Vascular anomalies and tracheoesophageal compression: a single institution's 25-year experience.

BACKGROUND

Vascular rings are uncommon anomalies in which preferred strategies for diagnosis and treatment may vary among institutions. In this report, we offer a description of our approach and a review of our 25-year experience.

METHODS

A retrospective review was conducted of all pediatric patients with symptomatic tracheoesophageal compression secondary to anomalies of the aortic arch and great vessels diagnosed from 1974 to 2000.

RESULTS

Thirty-one patients (38%) of eighty-two patients (mean age, 1.7 years), were identified with double aortic arch, 22 patients (27%) with right arch left ligamentum, and 20 patients (24%) with innominate artery compression. Our diagnostic approach emphasized barium esophagram, along with echocardiography. This regimen was found to be reliable for all cases except those with innominate artery compression for which bronchoscopy was preferred, and except those with pulmonary artery sling for which computed tomography or magnetic resonance imaging, in addition to bronchoscopy, were preferred. Left thoracotomy was the most common operative approach (70 of 82; 85%). Ten patients (12%) had associated heart anomalies, and 6 (7%) patients underwent repair.
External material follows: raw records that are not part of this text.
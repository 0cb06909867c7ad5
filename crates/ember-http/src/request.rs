//! HTTP/1.1 request-line and header parsing (spec §4.7, §6 wire format).
//!
//! Grounded directly on the wire-parsing loop in the teacher's `std:http`
//! native module: request-line splitting, header folding into a
//! lowercase-keyed map, and a `Content-Length`-driven body read.

use crate::error::{HttpError, HttpResult};
use rustc_hash::FxHashMap;
use std::io::{BufRead, BufReader, Read};
use std::net::TcpStream;

/// A fully parsed HTTP/1.1 request.
#[derive(Debug, Clone, Default)]
pub struct HttpRequest {
    /// Request method (`GET`, `POST`, ...), as written on the wire.
    pub method: String,
    /// Path component, not including the query string.
    pub path: String,
    /// Raw query string (everything after `?`), empty if absent.
    pub query: String,
    /// Header names lower-cased, values as written.
    pub headers: FxHashMap<String, String>,
    /// Request body bytes, `Content-Length` long.
    pub body: Vec<u8>,
}

impl HttpRequest {
    /// Look up a header by name, case-insensitively.
    pub fn header(&self, name: &str) -> Option<&str> {
        self.headers.get(&name.to_lowercase()).map(String::as_str)
    }

    /// Reset to an empty request, reusing the allocation backing `headers`
    /// and `body`. Used when recycling a pooled `RequestContext`.
    pub fn clear(&mut self) {
        self.method.clear();
        self.path.clear();
        self.query.clear();
        self.headers.clear();
        self.body.clear();
    }
}

/// Read and parse one HTTP/1.1 request from `stream`.
///
/// Blocking: reads the request line, then headers until the empty CRLF
/// line, then exactly `Content-Length` body bytes (0 if absent).
pub fn parse_request(stream: &TcpStream) -> HttpResult<HttpRequest> {
    let mut reader = BufReader::new(stream.try_clone()?);
    let mut request = HttpRequest::default();

    let mut request_line = String::new();
    reader.read_line(&mut request_line)?;
    if request_line.trim().is_empty() {
        return Err(HttpError::MalformedRequest("empty request line".to_string()));
    }
    let parts: Vec<&str> = request_line.trim_end().splitn(3, ' ').collect();
    if parts.len() < 2 {
        return Err(HttpError::MalformedRequest(request_line.trim().to_string()));
    }
    request.method = parts[0].to_string();
    let full_path = parts[1].to_string();
    match full_path.find('?') {
        Some(idx) => {
            request.path = full_path[..idx].to_string();
            request.query = full_path[idx + 1..].to_string();
        }
        None => request.path = full_path,
    }

    let mut content_length: usize = 0;
    loop {
        let mut line = String::new();
        reader.read_line(&mut line)?;
        let trimmed = line.trim_end_matches(['\r', '\n']);
        if trimmed.is_empty() {
            break;
        }
        let idx = trimmed
            .find(':')
            .ok_or_else(|| HttpError::MalformedRequest(format!("header missing ':': {trimmed}")))?;
        let key = trimmed[..idx].trim().to_lowercase();
        let value = trimmed[idx + 1..].trim().to_string();
        if key == "content-length" {
            content_length = value
                .parse()
                .map_err(|_| HttpError::InvalidContentLength(value.clone()))?;
        }
        request.headers.insert(key, value);
    }

    if content_length > 0 {
        request.body.resize(content_length, 0);
        reader.read_exact(&mut request.body)?;
    }

    Ok(request)
}

#[cfg(test)]
mod tests {
    use super::*;
    use std::io::Write;
    use std::net::TcpListener;
    use std::thread;

    fn roundtrip(raw: &'static [u8]) -> HttpRequest {
        let listener = TcpListener::bind("127.0.0.1:0").unwrap();
        let addr = listener.local_addr().unwrap();
        let writer = thread::spawn(move || {
            let mut client = TcpStream::connect(addr).unwrap();
            client.write_all(raw).unwrap();
        });
        let (server_stream, _) = listener.accept().unwrap();
        let request = parse_request(&server_stream).unwrap();
        writer.join().unwrap();
        request
    }

    #[test]
    fn parses_method_path_and_query() {
        let request = roundtrip(b"GET /users/7?active=1 HTTP/1.1\r\nHost: x\r\n\r\n");
        assert_eq!(request.method, "GET");
        assert_eq!(request.path, "/users/7");
        assert_eq!(request.query, "active=1");
    }

    #[test]
    fn folds_headers_to_lowercase_keys() {
        let request = roundtrip(b"GET / HTTP/1.1\r\nX-Request-Id: abc\r\n\r\n");
        assert_eq!(request.header("x-request-id"), Some("abc"));
        assert_eq!(request.header("X-REQUEST-ID"), Some("abc"));
    }

    #[test]
    fn reads_body_by_content_length() {
        let request = roundtrip(b"POST /items HTTP/1.1\r\nContent-Length: 5\r\n\r\nhello");
        assert_eq!(request.body, b"hello");
    }

    #[test]
    fn missing_content_length_means_empty_body() {
        let request = roundtrip(b"GET / HTTP/1.1\r\n\r\n");
        assert!(request.body.is_empty());
    }
}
Complications occurred in 9 (11%) patients and led to death in 3 (4%) patients.

CONCLUSIONS

In our practice, barium swallow and echocardiography are sufficient in diagnosing and planning the operative strategy in the majority of cases, with notable exceptions. Definitive intraoperative delineation of arch anatomy minimizes the risk of misdiagnosis or inadequate treatment.